$1.5 billion lost in Denver’s arts and culture threaten future growth, CBCA study finds

In addition to erasing a decade of growth in Denver’s art scene, with a whopping $1.5 billion in losses in 2020 as compared with 2019, last year’s venue closures and stay-at-home orders could continue to threaten the metro area’s creative economy for years to come.

That’s one of the takeaways from a new report compiled by Colorado Business Committee for the Arts, which found that key metrics for financial health in Denver arts and culture plummeted by double-digit percentage points in most categories — some by nearly 50%.

The 2021 Economic Activity Study of Metro Denver Culture, typically released every two years, complies self-reported data from the roughly 300 members of the Scientific & Cultural Facilities District for 2019 and 2020. The SCFD is the seven-county metro area program that injects about $60 million annually into cultural nonprofits, thanks to a voter-approved sales tax.

“(The study) illustrates years of record-breaking cultural growth, which hit an all-time high in 2019, and conversely in 2020, how a community responds to drastic and disruptive circumstances,” said Christin Crampton Day, executive director of CBCA, in a press statement.

Overall economic activity, for example, was a robust $2.3 billion for the arts and culture sphere in 2019, representing a 17% increase over figures from 2017 (the last year the study was conducted). In 2020 it fell by nearly a billion dollars to $1.5 billion, shrinking Denver’s art scene back to its 2010 size.

Other shocking figures include a 49% drop in economic impact from arts spending; a 28% decrease in jobs since 2019; a 49% drop in attendance; and a 49% decrease in educational outreach program for students and schools.

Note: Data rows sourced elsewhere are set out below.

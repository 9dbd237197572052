use std::fs;
use std::path::Path;

use tracing::debug;

use crate::error::{MeshForgeError, Result};
use crate::overlay::OverlayGeometry;
use crate::types::MeshBuffers;

/// Write mesh buffers as a Wavefront OBJ file.
///
/// Faces reference position/uv/normal with the same index since the buffers
/// are positionally aligned. Vertex colors, when present, use the common
/// `v x y z r g b` extension. UVs are written as-is: the generators and OBJ
/// share a bottom-left origin.
pub fn write_obj(mesh: &MeshBuffers, path: &Path) -> Result<()> {
    let mut obj = String::new();

    for (i, pos) in mesh.positions.chunks_exact(3).enumerate() {
        if mesh.has_colors() {
            let c = &mesh.colors[i * 4..i * 4 + 3];
            obj.push_str(&format!(
                "v {} {} {} {} {} {}\n",
                pos[0], pos[1], pos[2], c[0], c[1], c[2]
            ));
        } else {
            obj.push_str(&format!("v {} {} {}\n", pos[0], pos[1], pos[2]));
        }
    }

    for uv in mesh.uvs.chunks_exact(2) {
        obj.push_str(&format!("vt {} {}\n", uv[0], uv[1]));
    }

    for nrm in mesh.normals.chunks_exact(3) {
        obj.push_str(&format!("vn {} {} {}\n", nrm[0], nrm[1], nrm[2]));
    }

    for tri in mesh.indices.chunks_exact(3) {
        // OBJ indices are 1-based
        let (a, b, c) = (tri[0] + 1, tri[1] + 1, tri[2] + 1);
        let face = match (mesh.has_uvs(), mesh.has_normals()) {
            (true, true) => format!("f {a}/{a}/{a} {b}/{b}/{b} {c}/{c}/{c}\n"),
            (true, false) => format!("f {a}/{a} {b}/{b} {c}/{c}\n"),
            (false, true) => format!("f {a}//{a} {b}//{b} {c}//{c}\n"),
            (false, false) => format!("f {a} {b} {c}\n"),
        };
        obj.push_str(&face);
    }

    fs::write(path, &obj)
        .map_err(|e| MeshForgeError::Output(format!("Failed to write {}: {e}", path.display())))?;

    debug!(path = %path.display(), bytes = obj.len(), "Wrote OBJ");
    Ok(())
}

/// Write overlay line segments as an OBJ of `v` + `l` records.
///
/// Labels have no OBJ representation and are omitted; the JSON format keeps
/// them.
pub fn write_overlay_obj(overlay: &OverlayGeometry, path: &Path) -> Result<()> {
    let mut obj = String::new();

    for line in &overlay.lines {
        obj.push_str(&format!(
            "v {} {} {}\n",
            line.start[0], line.start[1], line.start[2]
        ));
        obj.push_str(&format!(
            "v {} {} {}\n",
            line.end[0], line.end[1], line.end[2]
        ));
    }

    for i in 0..overlay.lines.len() {
        let a = i * 2 + 1;
        obj.push_str(&format!("l {} {}\n", a, a + 1));
    }

    fs::write(path, &obj)
        .map_err(|e| MeshForgeError::Output(format!("Failed to write {}: {e}", path.display())))?;

    debug!(path = %path.display(), lines = overlay.lines.len(), "Wrote overlay OBJ");
    Ok(())
}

“As culture lovers and attendees we all felt what the pandemic did to the arts, but I hope that actually seeing the hard numbers will show just how devastating it was to the organizations themselves,” Meredith Badler, CBCA’s deputy director, told The Denver Post on Wednesday.

Dancers with Danza Matachina Guadalupana perform ...

Helen H. Richardson, The Denver Post

Dancers with Danza Matachina Guadalupana perform on the Hamilton Martin Plaza outside of the Denver Art Museum for Dia Del Nino on April 29, 2018, in Denver. Last year’s economic losses erased a decade of growth in the metro area’s creative economy.

As Badler noted, pandemic-era studies highlighting deep wounds in the arts world are certainly not new. But drawing a line between metro-area cultural attendance, spending, jobs and neighborhood health is simpler when the ripple effects can be seen from above, Badler said. Without those ripples, growth is unlikely.

“I’m sad that I didn’t get to see any live theater last year, and our study shows that because of that, I didn’t pay for parking at the DCPA, or get dinner at Steuben’s before a show at the Arvada Center,” she said, citing the nearly 50% drop in cultural attendance — from 15 million people in 2019, to 8 million in 2020.

The only increase CBCA found for 2020 was in philanthropy and public giving, which rose a overall 5% last year as compared with 2019. That was one of the only bright spots, as local, state and federal grants worked to keep nonprofits conscious as they hemorrhaged revenue and staff members.